THE RECORDS.
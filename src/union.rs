//! Union codec: discriminator + value pairs and vectors of them.
//!
//! A union value is a one-byte discriminator selecting among the declared
//! member types in declaration order, plus a payload located through the
//! value field's offset. Discriminator 0 means "unset". In a table, a
//! union-typed field consumes two consecutive field indices (discriminator,
//! then value).
//!
//! A vector of unions is stored as two sibling vectors built and indexed in
//! lockstep: a discriminator vector (byte elements) and a value-offset
//! vector (4-byte relative offsets). Their lengths must be equal; a mismatch
//! marks the buffer corrupt and fails before any element is materialized.

use std::marker::PhantomData;

use crate::buffer::Buffer;
use crate::context::ReadContext;
use crate::error::{Error, Result};
use crate::layout::SIZE_UOFFSET;
use crate::vector::check_index;

/// A type decodable from a union slot. Generated code implements this once
/// per schema union, dispatching on the discriminator to the member types in
/// declaration order.
///
/// `read_union` is only called with a nonzero discriminator; `slot` is the
/// absolute position of the value's relative offset. Implementations should
/// answer [`Error::InvalidData`] for discriminators beyond the declared
/// member count.
pub trait UnionElement<'a>: Sized {
    fn read_union(
        discriminator: u8,
        buf: Buffer<'a>,
        slot: usize,
        ctx: &ReadContext,
    ) -> Result<Self>;
}

/// The two parallel wire vectors of a union-typed vector field, indexed in
/// lockstep.
///
/// Elements decode lazily; `get` reads the discriminator byte and, when it
/// is nonzero, hands the matching value slot to `U::read_union`.
#[derive(Debug, Clone)]
pub struct UnionVector<'a, U> {
    buf: Buffer<'a>,
    ctx: ReadContext,
    count: usize,
    disc_base: usize,
    value_base: usize,
    _marker: PhantomData<fn() -> U>,
}

impl<'a, U: UnionElement<'a>> UnionVector<'a, U> {
    /// Construct from the positions of the two sibling length prefixes.
    ///
    /// Both counts are read and compared first: a length mismatch is a fatal
    /// [`Error::InvalidData`] raised before any element is touched.
    pub fn new(
        buf: Buffer<'a>,
        disc_pos: usize,
        value_pos: usize,
        ctx: ReadContext,
    ) -> Result<Self> {
        let (disc_count, disc_base) = crate::vector::read_vector_header(buf, disc_pos, 1)?;
        let (value_count, value_base) =
            crate::vector::read_vector_header(buf, value_pos, SIZE_UOFFSET)?;
        if disc_count != value_count {
            return Err(Error::InvalidData(format!(
                "union vector length mismatch: {disc_count} discriminator(s) vs {value_count} value offset(s)"
            )));
        }
        Ok(Self {
            buf,
            ctx,
            count: disc_count,
            disc_base,
            value_base,
            _marker: PhantomData,
        })
    }

    /// Number of union elements.
    #[inline]
    pub fn count(&self) -> usize {
        self.count
    }

    /// Whether the vector has no elements.
    #[inline]
    pub fn is_empty(&self) -> bool {
        self.count == 0
    }

    /// The raw discriminator byte at `index`.
    pub fn discriminator(&self, index: usize) -> Result<u8> {
        check_index(index, self.count)?;
        self.buf.read_u8(self.disc_base + index)
    }

    /// The union element at `index`; `None` when its discriminator is 0.
    pub fn get(&self, index: usize) -> Result<Option<U>> {
        let disc = self.discriminator(index)?;
        if disc == 0 {
            return Ok(None);
        }
        let slot = self.value_base + index * SIZE_UOFFSET;
        U::read_union(disc, self.buf, slot, &self.ctx).map(Some)
    }

    /// Iterate over all union elements.
    pub fn iter(&self) -> impl Iterator<Item = Result<Option<U>>> + '_ {
        (0..self.count).map(move |i| self.get(i))
    }
}

#[cfg(test)]
mod tests {
    use super::*;
    use std::borrow::Cow;

    /// A two-member test union: `1 => Word(string)`, `2 => Number(u32
    /// wrapped in a single-field table-free payload)`.
    ///
    /// For test purposes member 2 reads the 4 bytes at the resolved offset
    /// directly.
    #[derive(Debug, PartialEq)]
    enum Token<'a> {
        Word(Cow<'a, str>),
        Number(u32),
    }

    impl<'a> UnionElement<'a> for Token<'a> {
        fn read_union(
            discriminator: u8,
            buf: Buffer<'a>,
            slot: usize,
            _ctx: &ReadContext,
        ) -> Result<Self> {
            let abs = buf.read_uoffset(slot)?;
            match discriminator {
                1 => Ok(Token::Word(buf.read_str(abs)?)),
                2 => Ok(Token::Number(buf.read_u32(abs)?)),
                other => Err(Error::InvalidData(format!(
                    "unknown Token discriminator {other}"
                ))),
            }
        }
    }

    /// Lay out: disc vector [1, 0, 2], offset vector, "hi" string, 99u32.
    fn union_vector_bytes(disc_count: u32) -> Vec<u8> {
        let mut data = Vec::new();
        // 0: discriminator vector (count + 3 bytes + pad)
        data.extend_from_slice(&disc_count.to_le_bytes());
        data.extend_from_slice(&[1, 0, 2, 0]);
        // 8: value-offset vector: count=3, slots at 12/16/20
        data.extend_from_slice(&3u32.to_le_bytes());
        data.extend_from_slice(&12u32.to_le_bytes()); // 12 -> 24 (string)
        data.extend_from_slice(&0u32.to_le_bytes()); // unset
        data.extend_from_slice(&11u32.to_le_bytes()); // 20 -> 31 (number)
        // 24: string "hi"
        data.extend_from_slice(&2u32.to_le_bytes());
        data.extend_from_slice(b"hi\0");
        // 31: u32 payload
        data.extend_from_slice(&99u32.to_le_bytes());
        data
    }

    #[test]
    fn test_lockstep_decode() {
        let data = union_vector_bytes(3);
        let vec: UnionVector<'_, Token<'_>> =
            UnionVector::new(Buffer::from_slice(&data), 0, 8, ReadContext::new()).unwrap();
        assert_eq!(vec.count(), 3);
        assert_eq!(vec.get(0).unwrap(), Some(Token::Word(Cow::Borrowed("hi"))));
        assert_eq!(vec.get(1).unwrap(), None);
        assert_eq!(vec.get(2).unwrap(), Some(Token::Number(99)));
        assert_eq!(vec.discriminator(2).unwrap(), 2);
    }

    #[test]
    fn test_length_mismatch_is_fatal() {
        // The discriminator vector claims 2 elements, the offset vector 3.
        let data = union_vector_bytes(2);
        let res: Result<UnionVector<'_, Token<'_>>> =
            UnionVector::new(Buffer::from_slice(&data), 0, 8, ReadContext::new());
        match res {
            Err(Error::InvalidData(msg)) => {
                assert!(msg.contains("union vector length mismatch"), "{msg}");
            },
            other => panic!("expected invalid-data error, got {other:?}"),
        }
    }

    #[test]
    fn test_unknown_discriminator() {
        let mut data = union_vector_bytes(3);
        data[4] = 7; // first discriminator now names no member
        let vec: UnionVector<'_, Token<'_>> =
            UnionVector::new(Buffer::from_slice(&data), 0, 8, ReadContext::new()).unwrap();
        assert!(matches!(vec.get(0), Err(Error::InvalidData(_))));
        // Other elements are unaffected.
        assert_eq!(vec.get(2).unwrap(), Some(Token::Number(99)));
    }

    #[test]
    fn test_out_of_range() {
        let data = union_vector_bytes(3);
        let vec: UnionVector<'_, Token<'_>> =
            UnionVector::new(Buffer::from_slice(&data), 0, 8, ReadContext::new()).unwrap();
        assert!(matches!(
            vec.get(3),
            Err(Error::IndexOutOfRange { index: 3, count: 3 })
        ));
    }
}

WHAT IS NEEDED.
Scan the material above for the string "first". Copy each line that holds it.

RESPONSE AREA.
    /// Both counts are read and compared first: a length mismatch is a fatal
        data[4] = 7; // first discriminator now names no member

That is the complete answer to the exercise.